Tijdens een hoorzitting in de Amerikaanse Senaat op 6 februari 1976 verklaarde directeur Carl Kotchian van vliegtuigfabriek Lockheed dat een hoge Nederlandse functionaris steekpenningen had ontvangen. Na afloop vroegen journalisten of het prins Bernhard betrof. ‘I won’t deny it,’ antwoordde Kotchian.[1] Minister-president Den Uyl kondigde een onderzoek aan. De Commissie van Drie moest de juistheid van de verklaringen in de Amerikaanse Senaatscommissie onderzoeken en nagaan of bij beslissingen over vliegtuigorders sprake was geweest van beïnvloeding door laakbare activiteiten van vliegtuigfabrikanten.[2]

Openbaarheid

Deze commissie concludeerde dat de prins zich ‘veel te lichtvaardig had begeven in transacties die de indruk moesten wekken dat hij gevoelig was voor gunsten’. Ook had hij zich toegankelijk getoond voor ‘onoorbare verlangens en aanbiedingen’ en had hij zich laten verleiden tot het nemen van initiatieven ‘die volstrekt onaanvaardbaar waren en die hemzelf en het Nederlandse aanschaffingsbeleid bij Lockheed […] in een bedenkelijk daglicht moesten stellen’.[3] Daarop luidde het oordeel van de regering dat de prins zich moest terug te trekken uit alle functies die tot verwarring van functies hadden geleid of zouden kunnen leiden. Van het instellen van een strafrechtelijk onderzoek werd afgezien.[4]

In het Kamerdebat op 30 augustus 1976 werd het kabinet van alle kanten lof toegezwaaid. Er was veel waardering voor de aanpak van de onderzoekscommissie en de wijze waarop het kabinet het had aangedurfd om alle stukken ‘volledig openbaar’ te maken én voor het feit dat een constitutionele crisis was voorkomen.[5] Maar niet alle stukken werden openbaar gemaakt. De commissie was ook gestuit op een andere omkopingszaak. In een niet-gepubliceerd document van de commissie stond dat vliegtuigfabrikant Northrop van 1968 tot 1973 750.000 dollar had overgemaakt voor activiteiten in Nederland.[6] Het crisisteam van het kabinet-Den Uyl besloot het stuk niet te openbaren.[7]

Prins Bernhard niet in militair uniform maar in pak naast koningin Juliana op Prinsjesdag 1979. Foto: Koen Suyk, Nationaal Archief/Anefo.

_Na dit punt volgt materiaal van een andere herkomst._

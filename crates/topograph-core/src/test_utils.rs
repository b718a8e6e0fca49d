//! Test fixtures for Topograph

use crate::config::ViewConfig;
use crate::model::{GraphEdge, GraphNode, Snapshot};
use crate::scene::MemoryScene;
use crate::store::GraphStore;
use crate::view::GraphView;

pub fn node(id: &str, kind: &str) -> GraphNode {
    GraphNode::new(id, kind, id.to_uppercase())
}

pub fn edge(source: &str, target: &str, kind: &str) -> GraphEdge {
    GraphEdge::new(source, target, kind)
}

/// A small checkout stack: two services, a database and a queue.
pub fn checkout_topology() -> Snapshot {
    Snapshot::new(
        vec![
            node("api", "Service").with_environment("prod"),
            node("cart", "Service"),
            node("orders-db", "Database").with_status("degraded"),
            node("events", "QueueTopic"),
        ],
        vec![
            edge("api", "cart", "calls"),
            edge("api", "orders-db", "writes"),
            edge("cart", "orders-db", "reads"),
            edge("cart", "events", "publishesto"),
        ],
    )
}

/// Defaults with smaller iteration budgets so tests stay quick.
pub fn fast_config() -> ViewConfig {
    let mut config = ViewConfig::default();
    config.layout.full_iterations = 300;
    config.layout.incremental_iterations = 300;
    config.layout.exclude_iterations = 150;
    config.animation.frame_iterations = 100;
    config.animation.tween_frames = 3;
    config
}

/// A store holding `snapshot` with a view attached to a fresh scene.
pub fn attached(snapshot: Snapshot) -> (GraphStore, GraphView<MemoryScene>) {
    let mut store = GraphStore::new();
    store.replace_snapshot(snapshot);
    let config = fast_config();
    let scene = MemoryScene::from_config(&config.viewport);
    let view = GraphView::attach(scene, &mut store, config);
    (store, view)
}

Prins Bernhard niet in militair uniform maar in pak naast koningin Juliana op Prinsjesdag 1979. Foto: Koen Suyk, Nationaal Archief/Anefo.

Topje van de ijsberg?

Kort na het Kamerdebat publiceerde Het Vrije Volk over lobbyactiviteiten van prins Bernhard bij de West-Duitse regering ten gunste van Northrop en suggereerde dat Lockheed slechts het topje van de ijsberg was.[8] Op 3 september 1976 verklaarde Den Uyl niet van plan te zijn een nader onderzoek in te stellen. Bovendien zei hij niet te geloven dat de commissie op de hoogte was van beweringen over activiteiten van de prins voor Northrop.[9]

Op 1 februari 1977 meldde Het Vrije Volk dat Den Uyl beschikte over een geheim rapport over Northrop.[10] Op Kamervragen van Fred van der Spek (PSP) ontkende de premier het bestaan ervan niet, maar stelde dat dit het buiten de opdracht van de commissie viel. Hij herhaalde dat hij indien nodig niet zou aarzelen de feiten grondig te laten onderzoeken.[11] Wat hij echter niet vermeldde, was dat het geheime document ook handelde over betalingen waarbij mogelijk prins Bernhard betrokken was.[12] Vanwege het explosieve karakter en de eventuele constitutionele gevolgen nam Den Uyl het onvolledig informeren van de Tweede Kamer voor lief.

[1] Van Merriënboer, Bootsma en Van Griensven, Van Agt, p. 167.

[2] Kamerstukken II 1975/76, 13787, nr. 1, 10 febr. 1976. De commissie bestond uit A.M. Donner, rechter in het Hof van Justitie van de EG, M.W. Holtrop, oud-president van DNB en H. Peschar, president van de Algemene Rekenkamer.

[3] Kamerstukken II 1975/76, 13787, nr. 4, 12 aug. 1976, p. 37.

[4] Ibidem, nr. 3, 26 aug. 1976, p. 2-3; Van Merriënboer, Bootsma en Van Griensven, Van Agt, p. 171-179.

[5] Handelingen II 1975/76, 30 aug. 1976, p. 5136 (Van Thijn, PvdA) en 5151 (Van der Lek, PSP).

[6] Over dit stuk, getiteld ‘De Meuser-Weisbrodconnectie in de Northropzaak’, verscheen op 2 april 2005 in Vrij Nederland het artikel ‘De Northropzaak’ van de hand van Hugo Arlman en Gerard Mulder, die het daarna ook beschikbaar stelden aan Anet Bleich. Zie: Bleich, Joop den Uyl, p. 512 noot 56. In febr. 2008 plaatste Vrij Nederland het op hun website, geraadpleegd op 9 febr. 2022. In 2010 werd het document openbaar: NA, Archief Kabinet van de Minister-President 1942-1979, 12480.

[7] Bleich, Joop den Uyl, p. 342-344; Van Merriënboer, Bootsma en Van Griensven, Van Agt, p. 180-181. Het crisisteam bestond uit Den Uyl, Van Agt (Justitie), De Gaay Fortman (Binnenlandse Zaken), Van der Stoel (Buitenlandse Zaken) en Duisenberg (Financiën).

[8] ‘Prins polste Schmidt over Northrop-Cobra’s’ en ‘Waarom de zaak-Bernhard nog niet afgesloten is’, Het Vrije Volk, 2 sept. 1976.

[9] ‘Den Uyl: geen onderzoek band prins-Northrop’, Leeuwarder Courant, 4 sept. 1976.

[10] ‘Geheim rapport “prins en Northrop” nog in la’ en ‘Nieuw materiaal over Northrop bij Den Uyl’, Het Vrije Volk, 1 febr. 1977.

[11] Handelingen II 1976/77, Aanhangsel, nr. 733, 16 febr. 1977 (vragen) en 2 maart 1977 (antwoord) p. 1471.

[12] NA, Archief Kabinet van de Minister- President 1942-1979, 12480, ‘De Meuser-Weisbrodconnectie in de Northropzaak’, p. 12.